# Please welcome Nereffid to our Moderation team!!



## Krummhorn

:trp: Nereffid has graciously accepted our offer to be part of the staff here on Talk Classical. 

We look forward to working together for many years. 

Welcome aboard, Nereffid :tiphat:


----------



## Art Rock

Welcome! Great choice.


----------



## Manxfeeder

Glad to see you on board!


----------



## Merl

Bloody hell, that's two new mods in a day! At this rate half the site will be in that mods hut.


----------



## Highwayman

Another excellent choice! :clap:


----------



## Ingélou

Nereffid, congratulations! :tiphat:

Fab news. I've always enjoyed reading your posts and I think you'll be an excellent moderator. 

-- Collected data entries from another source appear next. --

use anyhow::{Context, Result};
use chrono::{Datelike, NaiveDate};
use rust_decimal::Decimal;

use crate::{
    client::{Client, Site},
    crawler::share::{self, TpexResponse},
    declare::MarketData,
    util::{datetime, http},
};

const PATH: &str = "/web/stock/aftertrading/daily_trading_index/st41_result.php";

/// 櫃買中心每日市場成交資訊最早到民國88年1月
pub const MINIMUM_DATE: NaiveDate = datetime::ymd(1999, 1, 1);

/// 成交股數與金額的單位是仟股、仟元
const THOUSAND: i64 = 1000;

/// 下載上櫃每日市場成交資訊
pub async fn visit(client: &Client, year: i32, month: u32) -> Result<Vec<MarketData>> {
    let date = share::first_day_since(year, month, MINIMUM_DATE)?;
    // 需要將西元年轉為民國年
    let roc = format!(
        "{}/{:02}",
        datetime::gregorian_year_to_roc_year(date.year()),
        date.month()
    );
    let url = client.endpoint(Site::Tpex, PATH, &[("response", "json"), ("d", roc.as_str())])?;
    let res = http::get_json::<TpexResponse>(client.http(), url)
        .await
        .with_context(|| format!("Failed to visit tpex market data {}", roc))?;

    parse(res)
}

fn parse(res: TpexResponse) -> Result<Vec<MarketData>> {
    res.counted_table("market data")?
        .iter()
        .map(|row| {
            share::parse_market_data_row(row).map(|mut data| {
                data.trade_volume *= THOUSAND;
                data.trade_value *= Decimal::from(THOUSAND);
                data
            })
        })
        .collect()
}
use anyhow::{Context, Result};
use serde::{Deserialize, Serialize};
use std::path::{Path, PathBuf};
use std::time::Duration;
use url::Url;

pub const WEATHER_API_KEY_ENV: &str = "GLOBETROTTER_WEATHER_API_KEY";
pub const MAPS_API_KEY_ENV: &str = "GLOBETROTTER_MAPS_API_KEY";
pub const MAP_TILE_TOKEN_ENV: &str = "GLOBETROTTER_MAP_TILE_TOKEN";

const APP_DIR: &str = "globetrotter";

/// Configuration validation errors
#[derive(Debug, Clone)]
pub struct ConfigValidationError {
    pub field: String,
    pub message: String,
}

impl std::fmt::Display for ConfigValidationError {
    fn fmt(&self, f: &mut std::fmt::Formatter<'_>) -> std::fmt::Result {
        write!(f, "{}: {}", self.field, self.message)
    }
}

/// Result of config validation
#[derive(Debug, Clone, Default)]
pub struct ValidationResult {
    pub errors: Vec<ConfigValidationError>,
    pub warnings: Vec<ConfigValidationError>,
}

impl ValidationResult {
    /// Returns true if there are no errors (warnings are OK)
    pub fn is_valid(&self) -> bool {
        self.errors.is_empty()
    }

    pub fn add_error(&mut self, field: impl Into<String>, message: impl Into<String>) {
        self.errors.push(ConfigValidationError {
            field: field.into(),
            message: message.into(),
        });
    }

    pub fn add_warning(&mut self, field: impl Into<String>, message: impl Into<String>) {
        self.warnings.push(ConfigValidationError {
            field: field.into(),
            message: message.into(),
        });
    }

    /// Get a user-friendly message summarizing all errors
    pub fn error_summary(&self) -> String {
        self.errors
            .iter()
            .map(|e| e.to_string())
            .collect::<Vec<_>>()
            .join("; ")
    }
}

#[derive(Debug, Clone, Serialize, Deserialize)]
pub struct Config {
    /// Application configuration directory
    pub config_dir: PathBuf,

    /// Fetch gateway settings
    #[serde(default)]
    pub gateway: GatewayConfig,

    /// Provider credentials. Usually supplied through the environment.
    #[serde(default)]
    pub keys: ApiKeys,
}

#[derive(Debug, Clone, Serialize, Deserialize)]
pub struct GatewayConfig {
    /// OpenWeatherMap base URL
    #[serde(default = "default_weather_base_url")]
    pub weather_base_url: String,

    /// Frankfurter base URL (exchange rates and currency names)
    #[serde(default = "default_exchange_base_url")]
    pub exchange_base_url: String,

    /// Per-request timeout in seconds
    #[serde(default = "default_request_timeout_secs")]
    pub request_timeout_secs: u64,

    /// How long a cached response stays valid, in seconds
    #[serde(default = "default_cache_ttl_secs")]
    pub cache_ttl_secs: u64,

    /// Interval between expired-entry sweeps, in seconds
    #[serde(default = "default_sweep_interval_secs")]
    pub sweep_interval_secs: u64,

    /// Serve canned development data instead of calling the weather and
    /// exchange providers
    #[serde(default)]
    pub use_fixtures: bool,
}

fn default_weather_base_url() -> String {
    "https://api.openweathermap.org".to_string()
}

fn default_exchange_base_url() -> String {
    "https://api.frankfurter.app".to_string()
}

fn default_request_timeout_secs() -> u64 {
    10
}

fn default_cache_ttl_secs() -> u64 {
    5 * 60
}

fn default_sweep_interval_secs() -> u64 {
    60
}

impl Default for GatewayConfig {
    fn default() -> Self {
        Self {
            weather_base_url: default_weather_base_url(),
            exchange_base_url: default_exchange_base_url(),
            request_timeout_secs: default_request_timeout_secs(),
            cache_ttl_secs: default_cache_ttl_secs(),
            sweep_interval_secs: default_sweep_interval_secs(),
            use_fixtures: false,
        }
    }
}

impl GatewayConfig {
    pub fn request_timeout(&self) -> Duration {
        Duration::from_secs(self.request_timeout_secs)
    }

    pub fn cache_ttl(&self) -> Duration {
        Duration::from_secs(self.cache_ttl_secs)
    }

    pub fn sweep_interval(&self) -> Duration {
        Duration::from_secs(self.sweep_interval_secs)
    }
}

/// API keys and map tokens. A missing value leaves the matching widget in
/// its "not configured" state.
#[derive(Debug, Clone, Default, Serialize, Deserialize)]
pub struct ApiKeys {
    #[serde(default, skip_serializing_if = "Option::is_none")]
    pub weather_api_key: Option<String>,
    #[serde(default, skip_serializing_if = "Option::is_none")]
    pub maps_api_key: Option<String>,
    #[serde(default, skip_serializing_if = "Option::is_none")]
    pub map_tile_token: Option<String>,
}

impl ApiKeys {
    pub fn weather_configured(&self) -> bool {
        is_present(self.weather_api_key.as_deref())
    }

    pub fn maps_configured(&self) -> bool {
        is_present(self.maps_api_key.as_deref())
    }

    pub fn map_tiles_configured(&self) -> bool {
        is_present(self.map_tile_token.as_deref())
    }
}

fn is_present(value: Option<&str>) -> bool {
    value.is_some_and(|v| !v.trim().is_empty())
}

impl Default for Config {
    fn default() -> Self {
        let config_dir = dirs::config_dir()
            .unwrap_or_else(|| PathBuf::from("."))
            .join(APP_DIR);

        Self {
            config_dir,
            gateway: GatewayConfig::default(),
            keys: ApiKeys::default(),
        }
    }
}

impl Config {
    /// Load configuration from file, creating default if it doesn't exist,
    /// then apply environment overrides.
    pub fn load() -> Result<Self> {
        let mut config = Self::load_from(&Self::config_path()?)?;
        config.apply_env_overrides(|name| std::env::var(name).ok());
        Ok(config)
    }

    /// Load configuration from an explicit path, writing defaults there if
    /// the file is missing.
    pub fn load_from(path: &Path) -> Result<Self> {
        if !path.exists() {
            let config = Self::default();
            config.save_to(path)?;
            return Ok(config);
        }

        let contents = std::fs::read_to_string(path)
            .context("Failed to read config file")?;

        let config: Config = toml::from_str(&contents)
            .context("Failed to parse config file")?;

        Ok(config)
    }

    /// Load configuration and validate it
    ///
    /// Warnings are logged. Returns an error if validation fails with
    /// critical errors.
    pub fn load_validated() -> Result<Self> {
        let config = Self::load()?;
        let validation = config.validate();

        if !validation.is_valid() {
            anyhow::bail!(
                "Configuration validation failed: {}",
                validation.error_summary()
            );
        }

        for warning in &validation.warnings {
            tracing::warn!("Config warning: {}", warning);
        }

        Ok(config)
    }

    /// Overwrite keys with non-empty values found through `lookup`.
    pub fn apply_env_overrides(&mut self, lookup: impl Fn(&str) -> Option<String>) {
        let read = |name: &str| lookup(name).filter(|v| !v.trim().is_empty());

        if let Some(key) = read(WEATHER_API_KEY_ENV) {
            self.keys.weather_api_key = Some(key);
        }
        if let Some(key) = read(MAPS_API_KEY_ENV) {
            self.keys.maps_api_key = Some(key);
        }
        if let Some(token) = read(MAP_TILE_TOKEN_ENV) {
            self.keys.map_tile_token = Some(token);
        }
    }

    pub fn validate(&self) -> ValidationResult {
        let mut result = ValidationResult::default();

        self.validate_url(
            &self.gateway.weather_base_url,
            "gateway.weather_base_url",
            &mut result,
        );
        self.validate_url(
            &self.gateway.exchange_base_url,
            "gateway.exchange_base_url",
            &mut result,
        );

        if self.gateway.request_timeout_secs == 0 {
            result.add_error(
                "gateway.request_timeout_secs",
                "Request timeout must be greater than 0",
            );
        } else if self.gateway.request_timeout_secs > 120 {
            result.add_warning(
                "gateway.request_timeout_secs",
                "Request timeout is unusually long (>120s)",
            );
        }

        if self.gateway.cache_ttl_secs == 0 {
            result.add_error("gateway.cache_ttl_secs", "Cache TTL must be greater than 0");
        }

        if self.gateway.sweep_interval_secs == 0 {
            result.add_error(
                "gateway.sweep_interval_secs",
                "Sweep interval must be greater than 0",
            );
        }

        if !self.keys.weather_configured() && !self.gateway.use_fixtures {
            result.add_warning(
                "keys.weather_api_key",
                format!("Weather API key not configured (set {WEATHER_API_KEY_ENV})"),
            );
        }
        if !self.keys.maps_configured() {
            result.add_warning(
                "keys.maps_api_key",
                format!("Maps API key not configured (set {MAPS_API_KEY_ENV})"),
            );
        }
        if !self.keys.map_tiles_configured() {
            result.add_warning(
                "keys.map_tile_token",
                format!("Map tile token not configured (set {MAP_TILE_TOKEN_ENV})"),
            );
        }

        result
    }

    fn validate_url(&self, url_str: &str, field_name: &str, result: &mut ValidationResult) {
        match Url::parse(url_str) {
            Ok(url) => {
                if url.scheme() != "http" && url.scheme() != "https" {
                    result.add_error(
                        field_name,
                        format!("URL must use http or https scheme, got: {}", url.scheme()),
                    );
                }

                if url.host().is_none() {
                    result.add_error(field_name, "URL must have a host");
                }

                if url.port() == Some(0) {
                    result.add_error(field_name, "Port cannot be 0");
                }
            }
            Err(e) => {
                result.add_error(field_name, format!("Invalid URL: {}", e));
            }
        }
    }

    pub fn save_to(&self, path: &Path) -> Result<()> {
        if let Some(parent) = path.parent() {
            std::fs::create_dir_all(parent)
                .context("Failed to create config directory")?;
        }

        let contents = toml::to_string_pretty(self)
            .context("Failed to serialize config")?;

        std::fs::write(path, contents)
            .context("Failed to write config file")?;

        Ok(())
    }

    /// Location of the preferences file that sits next to the config file
    pub fn preferences_path(&self) -> PathBuf {
        self.config_dir.join("preferences.toml")
    }

    fn config_path() -> Result<PathBuf> {
        let config_dir = dirs::config_dir()
            .context("Failed to get config directory")?
            .join(APP_DIR);

        Ok(config_dir.join("config.toml"))
    }
}

#[cfg(test)]
mod tests {
    use super::*;

    fn keyed_config() -> Config {
        let mut config = Config::default();
        config.keys.weather_api_key = Some("weather".into());
        config.keys.maps_api_key = Some("maps".into());
        config.keys.map_tile_token = Some("tiles".into());
        config
    }

    #[test]
    fn test_valid_default_config() {
        let config = Config::default();
        let result = config.validate();
        assert!(result.is_valid(), "Default config should be valid: {:?}", result.errors);
    }

    #[test]
    fn test_default_gateway_timings() {
        let gateway = GatewayConfig::default();
        assert_eq!(gateway.request_timeout(), Duration::from_secs(10));
        assert_eq!(gateway.cache_ttl(), Duration::from_millis(300_000));
        assert_eq!(gateway.sweep_interval(), Duration::from_millis(60_000));
    }

    #[test]
    fn test_invalid_url() {
        let mut config = Config::default();
        config.gateway.weather_base_url = "not-a-url".to_string();
        let result = config.validate();
        assert!(!result.is_valid());
        assert!(result.errors.iter().any(|e| e.field == "gateway.weather_base_url"));
    }

    #[test]
    fn test_invalid_url_scheme() {
        let mut config = Config::default();
        config.gateway.exchange_base_url = "ftp://localhost:8080".to_string();
        let result = config.validate();
        assert!(!result.is_valid());
        assert!(result.errors.iter().any(|e| e.message.contains("http or https")));
    }

    #[test]
    fn test_zero_timings_are_errors() {
        let mut config = Config::default();
        config.gateway.request_timeout_secs = 0;
        config.gateway.cache_ttl_secs = 0;
        config.gateway.sweep_interval_secs = 0;
        let result = config.validate();
        assert_eq!(result.errors.len(), 3);
    }

    #[test]
    fn test_missing_keys_are_warnings() {
        let config = Config::default();
        let result = config.validate();
        assert!(result.is_valid());
        assert!(result.warnings.iter().any(|w| w.field == "keys.weather_api_key"));
        assert!(result.warnings.iter().any(|w| w.field == "keys.maps_api_key"));
        assert!(result.warnings.iter().any(|w| w.field == "keys.map_tile_token"));
    }

    #[test]
    fn test_fixtures_silence_weather_key_warning() {
        let mut config = Config::default();
        config.gateway.use_fixtures = true;
        let result = config.validate();
        assert!(!result.warnings.iter().any(|w| w.field == "keys.weather_api_key"));
    }

    #[test]
    fn test_fully_keyed_config_has_no_warnings() {
        let result = keyed_config().validate();
        assert!(result.warnings.is_empty(), "{:?}", result.warnings);
    }

    #[test]
    fn test_env_overrides_ignore_blank_values() {
        let mut config = keyed_config();
        config.apply_env_overrides(|name| match name {
            WEATHER_API_KEY_ENV => Some("from-env".to_string()),
            MAPS_API_KEY_ENV => Some("   ".to_string()),
            _ => None,
        });
        assert_eq!(config.keys.weather_api_key.as_deref(), Some("from-env"));
        assert_eq!(config.keys.maps_api_key.as_deref(), Some("maps"));
        assert_eq!(config.keys.map_tile_token.as_deref(), Some("tiles"));
    }

    #[test]
    fn test_blank_key_is_not_configured() {
        let keys = ApiKeys {
            weather_api_key: Some(String::new()),
            ..ApiKeys::default()
        };
        assert!(!keys.weather_configured());
    }

    #[test]
    fn test_load_from_creates_default_file() {
        let dir = tempfile::tempdir().unwrap();
        let path = dir.path().join("nested").join("config.toml");

        let config = Config::load_from(&path).unwrap();
        assert!(path.exists());
        assert_eq!(config.gateway.request_timeout_secs, 10);
    }

    #[test]
    fn test_partial_file_uses_gateway_defaults() {
        let dir = tempfile::tempdir().unwrap();
        let path = dir.path().join("config.toml");
        std::fs::write(
            &path,
            "config_dir = \"/tmp/gt\"\n\n[gateway]\nuse_fixtures = true\n",
        )
        .unwrap();

        let config = Config::load_from(&path).unwrap();
        assert!(config.gateway.use_fixtures);
        assert_eq!(config.gateway.cache_ttl_secs, 300);
        assert_eq!(config.gateway.weather_base_url, "https://api.openweathermap.org");
        assert!(config.keys.weather_api_key.is_none());
    }

    #[test]
    fn test_validation_result_error_summary() {
        let mut result = ValidationResult::default();
        result.add_error("field1", "error1");
        result.add_error("field2", "error2");
        let summary = result.error_summary();
        assert!(summary.contains("field1"));
        assert!(summary.contains("field2"));
    }
}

This forum has superb taste in moderators!


----------



## Nereffid

NOW YOU WILL ALL BE SORRY!!!1!

j/k

Thanks for the welcome... looking forward to this new adventure...


----------



## Merl

Nereffid said:


> NOW YOU WILL ALL BE SORRY!!!1!
> 
> j/k
> 
> Thanks for the welcome... looking forward to this new adventure...


Congrats N. Judging by your avatar you must have been a moderator here before. It will only get worse!


----------



## elgar's ghost

Looking good in the Mod uniform, Nereffid...


----------



## Art Rock

That looks a lot like one of my previous avatars...


----------



## elgar's ghost

I knew it - it's a Mod collective!


----------



## Merl

...............................


----------



## Barbebleu

I’ve always meant to ask, is there a silent t at the start of nerrefiD’s name?


----------



## Bulldog

elgars ghost said:


> Looking good in the Mod uniform, Nereffid...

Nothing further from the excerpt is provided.